◆ Your instructions: How many of the lines in the data contain "StreamHub"? Give only the number.
### Records provided ###
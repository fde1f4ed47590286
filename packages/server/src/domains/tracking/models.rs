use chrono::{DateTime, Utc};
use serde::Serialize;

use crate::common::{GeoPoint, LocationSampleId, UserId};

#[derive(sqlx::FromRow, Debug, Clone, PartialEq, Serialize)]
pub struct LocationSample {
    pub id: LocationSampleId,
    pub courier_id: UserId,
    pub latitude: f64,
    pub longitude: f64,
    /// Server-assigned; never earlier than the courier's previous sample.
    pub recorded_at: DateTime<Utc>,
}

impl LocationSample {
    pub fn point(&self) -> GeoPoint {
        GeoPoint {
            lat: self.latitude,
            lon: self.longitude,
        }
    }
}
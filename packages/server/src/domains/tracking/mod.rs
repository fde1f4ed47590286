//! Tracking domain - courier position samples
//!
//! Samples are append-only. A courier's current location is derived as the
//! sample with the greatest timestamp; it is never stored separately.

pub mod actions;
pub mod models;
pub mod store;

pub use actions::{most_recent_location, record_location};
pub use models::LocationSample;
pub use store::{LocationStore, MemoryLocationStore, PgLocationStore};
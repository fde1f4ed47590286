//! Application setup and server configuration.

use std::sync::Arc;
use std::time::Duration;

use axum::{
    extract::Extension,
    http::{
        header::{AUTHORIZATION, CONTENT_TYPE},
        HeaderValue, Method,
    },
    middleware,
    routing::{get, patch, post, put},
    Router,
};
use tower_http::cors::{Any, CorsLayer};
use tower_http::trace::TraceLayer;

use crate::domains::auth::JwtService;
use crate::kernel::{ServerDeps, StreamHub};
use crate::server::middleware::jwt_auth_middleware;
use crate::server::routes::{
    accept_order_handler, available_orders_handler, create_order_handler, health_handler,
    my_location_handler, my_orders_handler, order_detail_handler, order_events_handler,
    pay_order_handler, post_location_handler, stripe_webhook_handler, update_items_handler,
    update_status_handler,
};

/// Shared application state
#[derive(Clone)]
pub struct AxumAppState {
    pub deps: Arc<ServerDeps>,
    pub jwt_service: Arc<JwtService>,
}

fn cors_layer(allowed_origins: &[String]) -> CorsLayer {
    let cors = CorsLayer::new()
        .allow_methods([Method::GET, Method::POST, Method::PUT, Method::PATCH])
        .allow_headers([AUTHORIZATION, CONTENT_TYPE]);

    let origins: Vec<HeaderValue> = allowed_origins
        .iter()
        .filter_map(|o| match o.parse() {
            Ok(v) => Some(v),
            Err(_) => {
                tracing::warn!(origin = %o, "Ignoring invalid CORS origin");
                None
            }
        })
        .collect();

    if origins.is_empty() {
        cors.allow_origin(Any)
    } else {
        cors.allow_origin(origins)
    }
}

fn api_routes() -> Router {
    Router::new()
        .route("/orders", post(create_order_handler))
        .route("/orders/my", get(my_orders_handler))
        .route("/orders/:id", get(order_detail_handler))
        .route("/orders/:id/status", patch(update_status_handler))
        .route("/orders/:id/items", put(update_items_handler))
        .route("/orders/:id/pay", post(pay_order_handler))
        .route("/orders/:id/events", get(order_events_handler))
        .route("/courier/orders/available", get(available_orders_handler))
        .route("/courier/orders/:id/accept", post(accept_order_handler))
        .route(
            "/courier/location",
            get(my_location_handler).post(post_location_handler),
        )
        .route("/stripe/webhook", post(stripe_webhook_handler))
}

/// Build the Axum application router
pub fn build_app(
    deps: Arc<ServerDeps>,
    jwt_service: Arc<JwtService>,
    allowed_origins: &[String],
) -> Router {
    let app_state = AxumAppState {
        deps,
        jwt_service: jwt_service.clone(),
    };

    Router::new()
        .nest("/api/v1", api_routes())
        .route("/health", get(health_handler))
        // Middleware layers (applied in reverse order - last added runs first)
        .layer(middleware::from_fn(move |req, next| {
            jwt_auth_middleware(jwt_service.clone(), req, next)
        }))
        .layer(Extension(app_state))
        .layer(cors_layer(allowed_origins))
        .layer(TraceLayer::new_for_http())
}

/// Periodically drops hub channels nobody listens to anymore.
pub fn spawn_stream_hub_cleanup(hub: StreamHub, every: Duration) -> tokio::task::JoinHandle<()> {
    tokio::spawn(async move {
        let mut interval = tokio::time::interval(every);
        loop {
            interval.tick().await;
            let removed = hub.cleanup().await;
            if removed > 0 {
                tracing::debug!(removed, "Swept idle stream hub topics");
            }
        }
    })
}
###
### Records provided ###
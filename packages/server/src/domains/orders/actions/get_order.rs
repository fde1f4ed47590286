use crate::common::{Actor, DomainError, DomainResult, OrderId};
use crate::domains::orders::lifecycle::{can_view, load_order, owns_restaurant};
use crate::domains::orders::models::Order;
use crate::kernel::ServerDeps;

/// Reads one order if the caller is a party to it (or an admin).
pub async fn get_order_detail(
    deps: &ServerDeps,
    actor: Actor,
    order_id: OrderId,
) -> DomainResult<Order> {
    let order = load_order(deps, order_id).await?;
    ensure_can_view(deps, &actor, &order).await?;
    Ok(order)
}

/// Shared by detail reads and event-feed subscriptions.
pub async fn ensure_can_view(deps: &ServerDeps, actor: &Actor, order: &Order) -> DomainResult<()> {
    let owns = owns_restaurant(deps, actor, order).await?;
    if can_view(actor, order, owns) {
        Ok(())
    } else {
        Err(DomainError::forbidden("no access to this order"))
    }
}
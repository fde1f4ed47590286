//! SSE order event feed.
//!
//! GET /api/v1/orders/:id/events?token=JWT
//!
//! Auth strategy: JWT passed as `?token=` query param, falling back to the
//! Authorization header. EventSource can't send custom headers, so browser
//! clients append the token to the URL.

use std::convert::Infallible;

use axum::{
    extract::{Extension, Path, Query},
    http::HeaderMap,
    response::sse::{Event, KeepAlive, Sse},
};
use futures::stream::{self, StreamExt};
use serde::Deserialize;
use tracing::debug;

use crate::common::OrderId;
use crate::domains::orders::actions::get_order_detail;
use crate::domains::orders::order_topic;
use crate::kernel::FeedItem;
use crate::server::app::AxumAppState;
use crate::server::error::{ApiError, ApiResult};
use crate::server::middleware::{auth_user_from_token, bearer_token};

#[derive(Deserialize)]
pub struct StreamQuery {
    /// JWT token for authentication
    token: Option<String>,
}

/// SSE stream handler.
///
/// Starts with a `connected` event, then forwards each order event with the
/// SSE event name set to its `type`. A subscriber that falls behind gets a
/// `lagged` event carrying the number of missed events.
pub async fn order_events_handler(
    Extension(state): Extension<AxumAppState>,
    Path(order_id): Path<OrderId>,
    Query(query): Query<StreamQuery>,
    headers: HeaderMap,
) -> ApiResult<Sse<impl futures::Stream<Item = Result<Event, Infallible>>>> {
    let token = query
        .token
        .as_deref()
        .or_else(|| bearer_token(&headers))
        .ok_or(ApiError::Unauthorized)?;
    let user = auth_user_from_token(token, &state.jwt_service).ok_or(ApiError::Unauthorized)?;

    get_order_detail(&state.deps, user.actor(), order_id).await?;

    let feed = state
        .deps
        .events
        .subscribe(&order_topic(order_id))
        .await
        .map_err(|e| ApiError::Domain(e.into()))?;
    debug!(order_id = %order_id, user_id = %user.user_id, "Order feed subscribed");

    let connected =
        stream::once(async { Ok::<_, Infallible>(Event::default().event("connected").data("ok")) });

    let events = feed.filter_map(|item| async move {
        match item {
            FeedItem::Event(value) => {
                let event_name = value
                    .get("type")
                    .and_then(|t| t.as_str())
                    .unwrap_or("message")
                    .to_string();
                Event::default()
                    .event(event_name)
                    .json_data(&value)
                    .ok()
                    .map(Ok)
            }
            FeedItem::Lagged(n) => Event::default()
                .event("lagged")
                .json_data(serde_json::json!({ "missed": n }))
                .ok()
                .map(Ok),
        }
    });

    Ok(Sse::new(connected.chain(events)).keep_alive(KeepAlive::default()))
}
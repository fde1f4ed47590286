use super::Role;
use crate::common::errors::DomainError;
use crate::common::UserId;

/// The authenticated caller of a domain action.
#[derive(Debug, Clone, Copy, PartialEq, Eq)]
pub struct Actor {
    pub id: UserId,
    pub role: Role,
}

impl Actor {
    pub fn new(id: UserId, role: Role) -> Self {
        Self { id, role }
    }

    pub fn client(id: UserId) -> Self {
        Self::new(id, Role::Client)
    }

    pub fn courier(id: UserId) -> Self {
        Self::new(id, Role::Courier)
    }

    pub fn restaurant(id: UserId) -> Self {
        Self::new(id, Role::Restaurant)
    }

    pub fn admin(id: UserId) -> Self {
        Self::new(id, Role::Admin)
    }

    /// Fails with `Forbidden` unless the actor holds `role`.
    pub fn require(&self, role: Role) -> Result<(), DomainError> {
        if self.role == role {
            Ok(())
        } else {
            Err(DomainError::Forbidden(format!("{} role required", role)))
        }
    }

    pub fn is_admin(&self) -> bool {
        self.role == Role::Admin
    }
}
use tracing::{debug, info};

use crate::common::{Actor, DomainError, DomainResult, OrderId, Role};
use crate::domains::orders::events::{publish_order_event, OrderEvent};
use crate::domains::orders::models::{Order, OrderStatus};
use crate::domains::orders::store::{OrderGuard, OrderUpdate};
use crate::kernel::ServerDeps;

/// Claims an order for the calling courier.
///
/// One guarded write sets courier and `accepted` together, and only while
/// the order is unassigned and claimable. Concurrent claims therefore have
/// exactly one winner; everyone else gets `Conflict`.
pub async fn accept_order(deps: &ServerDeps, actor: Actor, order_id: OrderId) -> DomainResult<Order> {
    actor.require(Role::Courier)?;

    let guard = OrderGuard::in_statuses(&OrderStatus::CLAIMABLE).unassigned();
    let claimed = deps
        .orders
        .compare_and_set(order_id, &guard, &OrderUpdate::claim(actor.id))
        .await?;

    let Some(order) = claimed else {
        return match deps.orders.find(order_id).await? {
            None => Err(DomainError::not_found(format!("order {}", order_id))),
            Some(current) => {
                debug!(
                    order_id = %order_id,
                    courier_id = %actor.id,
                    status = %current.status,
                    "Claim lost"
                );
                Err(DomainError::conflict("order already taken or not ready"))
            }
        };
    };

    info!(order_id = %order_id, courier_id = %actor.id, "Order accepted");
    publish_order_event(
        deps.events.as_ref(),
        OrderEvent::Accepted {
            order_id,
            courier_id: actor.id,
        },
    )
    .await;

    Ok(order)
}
###
### Records provided ###
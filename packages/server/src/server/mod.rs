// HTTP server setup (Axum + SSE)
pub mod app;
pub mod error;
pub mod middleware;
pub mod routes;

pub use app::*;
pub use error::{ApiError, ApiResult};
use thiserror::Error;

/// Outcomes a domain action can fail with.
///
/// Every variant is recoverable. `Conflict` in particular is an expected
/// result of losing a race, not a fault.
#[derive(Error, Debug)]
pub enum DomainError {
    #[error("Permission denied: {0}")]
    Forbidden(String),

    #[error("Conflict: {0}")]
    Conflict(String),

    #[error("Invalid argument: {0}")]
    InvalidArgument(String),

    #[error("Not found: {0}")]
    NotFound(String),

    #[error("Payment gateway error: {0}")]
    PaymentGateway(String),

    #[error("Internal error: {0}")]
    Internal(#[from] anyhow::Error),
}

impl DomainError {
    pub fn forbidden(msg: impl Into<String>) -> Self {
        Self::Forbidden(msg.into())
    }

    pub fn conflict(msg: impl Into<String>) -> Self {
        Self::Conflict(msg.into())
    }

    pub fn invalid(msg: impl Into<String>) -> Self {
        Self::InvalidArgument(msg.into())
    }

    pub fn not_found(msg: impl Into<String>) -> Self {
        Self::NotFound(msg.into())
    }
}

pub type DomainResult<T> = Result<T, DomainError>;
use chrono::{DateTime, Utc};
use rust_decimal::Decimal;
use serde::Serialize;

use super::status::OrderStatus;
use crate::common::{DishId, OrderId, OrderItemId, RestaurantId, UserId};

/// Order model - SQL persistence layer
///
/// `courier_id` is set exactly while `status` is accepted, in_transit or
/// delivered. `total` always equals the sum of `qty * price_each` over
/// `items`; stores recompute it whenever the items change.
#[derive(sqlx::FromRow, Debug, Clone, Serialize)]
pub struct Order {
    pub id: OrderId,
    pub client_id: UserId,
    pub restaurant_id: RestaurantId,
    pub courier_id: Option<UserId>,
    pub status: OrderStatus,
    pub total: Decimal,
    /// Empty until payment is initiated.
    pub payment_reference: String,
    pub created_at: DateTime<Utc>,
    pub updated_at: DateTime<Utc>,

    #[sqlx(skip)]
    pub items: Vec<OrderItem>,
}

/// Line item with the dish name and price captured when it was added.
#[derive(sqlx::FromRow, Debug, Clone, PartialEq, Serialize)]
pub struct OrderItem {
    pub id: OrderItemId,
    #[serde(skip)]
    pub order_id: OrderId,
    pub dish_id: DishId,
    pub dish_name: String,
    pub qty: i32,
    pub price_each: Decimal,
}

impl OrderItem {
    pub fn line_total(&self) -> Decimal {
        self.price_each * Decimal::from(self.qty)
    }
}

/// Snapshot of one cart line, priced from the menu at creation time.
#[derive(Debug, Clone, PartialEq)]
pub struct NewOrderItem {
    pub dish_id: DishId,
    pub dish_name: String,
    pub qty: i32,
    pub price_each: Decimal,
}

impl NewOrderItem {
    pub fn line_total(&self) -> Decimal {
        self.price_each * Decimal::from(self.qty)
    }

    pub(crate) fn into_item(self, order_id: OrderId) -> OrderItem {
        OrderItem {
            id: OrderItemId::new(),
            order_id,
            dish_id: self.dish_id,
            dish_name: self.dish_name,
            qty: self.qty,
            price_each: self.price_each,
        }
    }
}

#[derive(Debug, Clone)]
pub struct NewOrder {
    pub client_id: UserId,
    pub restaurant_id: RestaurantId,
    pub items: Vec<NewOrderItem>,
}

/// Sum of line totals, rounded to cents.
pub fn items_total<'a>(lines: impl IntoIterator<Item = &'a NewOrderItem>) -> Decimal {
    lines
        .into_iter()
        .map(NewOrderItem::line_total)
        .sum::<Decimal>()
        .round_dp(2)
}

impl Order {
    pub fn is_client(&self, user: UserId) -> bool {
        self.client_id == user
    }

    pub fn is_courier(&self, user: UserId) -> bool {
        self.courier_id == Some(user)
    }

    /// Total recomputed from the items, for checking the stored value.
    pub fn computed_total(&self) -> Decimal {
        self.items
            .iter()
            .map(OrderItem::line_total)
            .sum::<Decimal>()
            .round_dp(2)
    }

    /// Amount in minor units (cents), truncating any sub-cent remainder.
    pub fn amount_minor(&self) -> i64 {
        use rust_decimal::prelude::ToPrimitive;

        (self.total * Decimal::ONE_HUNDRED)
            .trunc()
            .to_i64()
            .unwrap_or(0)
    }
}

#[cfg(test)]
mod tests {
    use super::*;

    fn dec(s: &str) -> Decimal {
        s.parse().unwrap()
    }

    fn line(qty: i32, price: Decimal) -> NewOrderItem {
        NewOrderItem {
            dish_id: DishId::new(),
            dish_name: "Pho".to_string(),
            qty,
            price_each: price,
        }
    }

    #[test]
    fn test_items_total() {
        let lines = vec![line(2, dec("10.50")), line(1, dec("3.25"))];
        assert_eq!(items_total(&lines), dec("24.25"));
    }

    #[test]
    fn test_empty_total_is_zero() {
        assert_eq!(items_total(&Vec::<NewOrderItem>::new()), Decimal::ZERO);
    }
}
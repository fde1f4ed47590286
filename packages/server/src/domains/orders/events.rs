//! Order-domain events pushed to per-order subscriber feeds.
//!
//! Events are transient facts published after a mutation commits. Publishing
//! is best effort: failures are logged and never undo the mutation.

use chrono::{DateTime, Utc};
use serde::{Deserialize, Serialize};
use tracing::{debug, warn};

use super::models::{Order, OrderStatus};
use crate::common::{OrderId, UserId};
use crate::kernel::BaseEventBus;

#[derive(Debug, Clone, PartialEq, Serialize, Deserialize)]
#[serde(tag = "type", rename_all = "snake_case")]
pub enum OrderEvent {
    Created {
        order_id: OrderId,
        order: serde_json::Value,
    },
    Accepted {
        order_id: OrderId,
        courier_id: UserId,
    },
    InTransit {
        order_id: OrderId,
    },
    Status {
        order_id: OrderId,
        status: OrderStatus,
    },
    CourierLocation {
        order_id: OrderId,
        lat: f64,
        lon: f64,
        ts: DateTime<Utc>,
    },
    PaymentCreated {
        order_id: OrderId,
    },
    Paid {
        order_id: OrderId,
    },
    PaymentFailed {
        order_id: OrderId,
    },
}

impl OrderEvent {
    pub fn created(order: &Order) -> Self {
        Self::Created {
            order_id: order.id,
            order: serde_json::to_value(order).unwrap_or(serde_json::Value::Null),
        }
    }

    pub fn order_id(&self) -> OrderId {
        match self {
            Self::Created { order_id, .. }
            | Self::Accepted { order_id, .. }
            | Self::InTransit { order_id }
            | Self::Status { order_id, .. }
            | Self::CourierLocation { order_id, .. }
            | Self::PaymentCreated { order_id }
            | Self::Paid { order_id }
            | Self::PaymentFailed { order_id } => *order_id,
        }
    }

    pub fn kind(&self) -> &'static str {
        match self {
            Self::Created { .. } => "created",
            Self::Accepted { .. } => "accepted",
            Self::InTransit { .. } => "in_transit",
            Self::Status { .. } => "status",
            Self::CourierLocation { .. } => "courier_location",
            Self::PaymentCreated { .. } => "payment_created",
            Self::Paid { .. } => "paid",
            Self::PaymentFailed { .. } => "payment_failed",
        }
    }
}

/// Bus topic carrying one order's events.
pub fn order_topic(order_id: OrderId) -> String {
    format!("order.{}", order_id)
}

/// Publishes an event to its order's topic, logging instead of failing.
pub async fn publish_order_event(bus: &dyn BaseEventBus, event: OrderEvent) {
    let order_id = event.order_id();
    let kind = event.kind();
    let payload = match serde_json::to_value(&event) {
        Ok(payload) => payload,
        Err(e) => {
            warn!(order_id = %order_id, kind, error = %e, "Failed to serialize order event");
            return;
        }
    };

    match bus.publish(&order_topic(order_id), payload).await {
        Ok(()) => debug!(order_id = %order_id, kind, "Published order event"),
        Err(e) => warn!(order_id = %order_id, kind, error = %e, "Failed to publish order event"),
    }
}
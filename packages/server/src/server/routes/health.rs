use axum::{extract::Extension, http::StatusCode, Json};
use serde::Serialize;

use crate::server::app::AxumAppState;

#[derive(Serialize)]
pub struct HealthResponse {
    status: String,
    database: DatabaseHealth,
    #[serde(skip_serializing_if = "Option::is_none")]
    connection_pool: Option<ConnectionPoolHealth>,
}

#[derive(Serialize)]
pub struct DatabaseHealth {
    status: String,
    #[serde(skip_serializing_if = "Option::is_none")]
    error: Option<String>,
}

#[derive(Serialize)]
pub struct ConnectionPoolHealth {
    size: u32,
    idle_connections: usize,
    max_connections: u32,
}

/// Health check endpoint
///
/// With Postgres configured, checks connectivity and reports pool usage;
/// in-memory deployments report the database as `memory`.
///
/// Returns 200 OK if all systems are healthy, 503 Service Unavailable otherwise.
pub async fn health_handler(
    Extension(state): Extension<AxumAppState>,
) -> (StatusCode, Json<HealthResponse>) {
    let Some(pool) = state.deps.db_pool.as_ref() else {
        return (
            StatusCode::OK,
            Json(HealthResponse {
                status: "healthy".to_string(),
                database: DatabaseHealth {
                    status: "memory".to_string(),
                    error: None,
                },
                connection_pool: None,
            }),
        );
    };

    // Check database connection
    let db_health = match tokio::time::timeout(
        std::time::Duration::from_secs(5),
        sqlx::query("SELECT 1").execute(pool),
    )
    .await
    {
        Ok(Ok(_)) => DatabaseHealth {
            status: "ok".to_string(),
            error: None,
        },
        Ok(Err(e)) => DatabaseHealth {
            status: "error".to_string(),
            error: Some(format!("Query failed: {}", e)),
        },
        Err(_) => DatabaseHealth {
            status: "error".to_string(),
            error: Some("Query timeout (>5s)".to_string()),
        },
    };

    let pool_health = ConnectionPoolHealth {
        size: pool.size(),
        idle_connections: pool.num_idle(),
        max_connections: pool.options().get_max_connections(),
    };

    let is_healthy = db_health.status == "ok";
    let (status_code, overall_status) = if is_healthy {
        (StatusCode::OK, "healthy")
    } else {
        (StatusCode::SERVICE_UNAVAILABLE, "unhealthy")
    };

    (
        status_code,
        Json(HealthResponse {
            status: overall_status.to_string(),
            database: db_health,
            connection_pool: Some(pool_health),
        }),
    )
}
###
◆ Answer box: 2